■ **Dataset**

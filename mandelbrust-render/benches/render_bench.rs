use criterion::{criterion_group, criterion_main, Criterion};

use mandelbrust_core::{
    AddendFunction, Color, ColoringMethod, CountingFunction, Fractal, Gradient,
    InterpolationMethod, RenderingParams, TransferFunction,
};
use mandelbrust_render::{anti_aliase, draw_fractal, ThreadPool};

fn discrete_rendering() -> RenderingParams {
    RenderingParams::new(
        1,
        Color::BLACK,
        CountingFunction::Discrete,
        ColoringMethod::IterationCount,
        AddendFunction::TriangleInequality,
        1.0,
        InterpolationMethod::None,
        TransferFunction::Identity,
        0.025,
        0.0,
        Gradient::new(&[Color::BLACK, Color::WHITE], 65536).unwrap(),
    )
    .unwrap()
}

fn bench_full_frame_render(c: &mut Criterion) {
    let fractal = Fractal::default_mandelbrot();
    let rendering = discrete_rendering();
    let pool = ThreadPool::new(8);

    c.bench_function("draw_fractal_640x480", |b| {
        b.iter(|| draw_fractal(&pool, &fractal, &rendering, 640, 480, 5, 0.0035, None).unwrap());
    });
}

fn bench_iteration_throughput(c: &mut Criterion) {
    let fractal = Fractal::new(
        mandelbrust_core::Formula::Mandelbrot,
        mandelbrust_core::Complex::new(-0.5, 0.0),
        1.28,
        1.28,
        mandelbrust_core::Complex::ZERO,
        2.0,
        2.0,
        1000,
    )
    .unwrap();
    let rendering = discrete_rendering();
    let pool = ThreadPool::new(8);

    c.bench_function("draw_fractal_256x256_1000iter", |b| {
        b.iter(|| draw_fractal(&pool, &fractal, &rendering, 256, 256, 5, 0.0035, None).unwrap());
    });
}

fn bench_adaptive_aa(c: &mut Criterion) {
    let fractal = Fractal::default_mandelbrot();
    let rendering = discrete_rendering();
    let pool = ThreadPool::new(8);
    let base = draw_fractal(&pool, &fractal, &rendering, 640, 480, 5, 0.0035, None).unwrap();

    c.bench_function("anti_aliase_640x480", |b| {
        b.iter(|| anti_aliase(&pool, &fractal, &rendering, &base, 3, 0.0505, None).unwrap());
    });
}

criterion_group!(
    benches,
    bench_full_frame_render,
    bench_iteration_throughput,
    bench_adaptive_aa
);
criterion_main!(benches);
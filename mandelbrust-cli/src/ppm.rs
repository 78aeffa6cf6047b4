//! P6 (binary) PPM output — the one on-disk format this tool produces.

use crate::error::CliError;
use mandelbrust_render::Image;
use std::io::Write;
use std::path::Path;

pub fn write_ppm(path: &Path, image: &Image<'_>) -> Result<(), CliError> {
    let path_str = path.display().to_string();
    let mut file = std::fs::File::create(path).map_err(|source| CliError::Io {
        path: path_str.clone(),
        source,
    })?;

    let max_value = if image.bytes_per_component == 1 {
        255
    } else {
        65535
    };
    let header = format!("P6\n{} {}\n{}\n", image.width, image.height, max_value);
    file.write_all(header.as_bytes())
        .and_then(|_| file.write_all(&image.to_bytes()))
        .map_err(|source| CliError::Io {
            path: path_str,
            source,
        })
}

■ **Task**
Scan the records above and report every line with the string "InterpolationMethod".

■ **Exercise output**
    InterpolationMethod, RenderingParams, TransferFunction,
        InterpolationMethod::None,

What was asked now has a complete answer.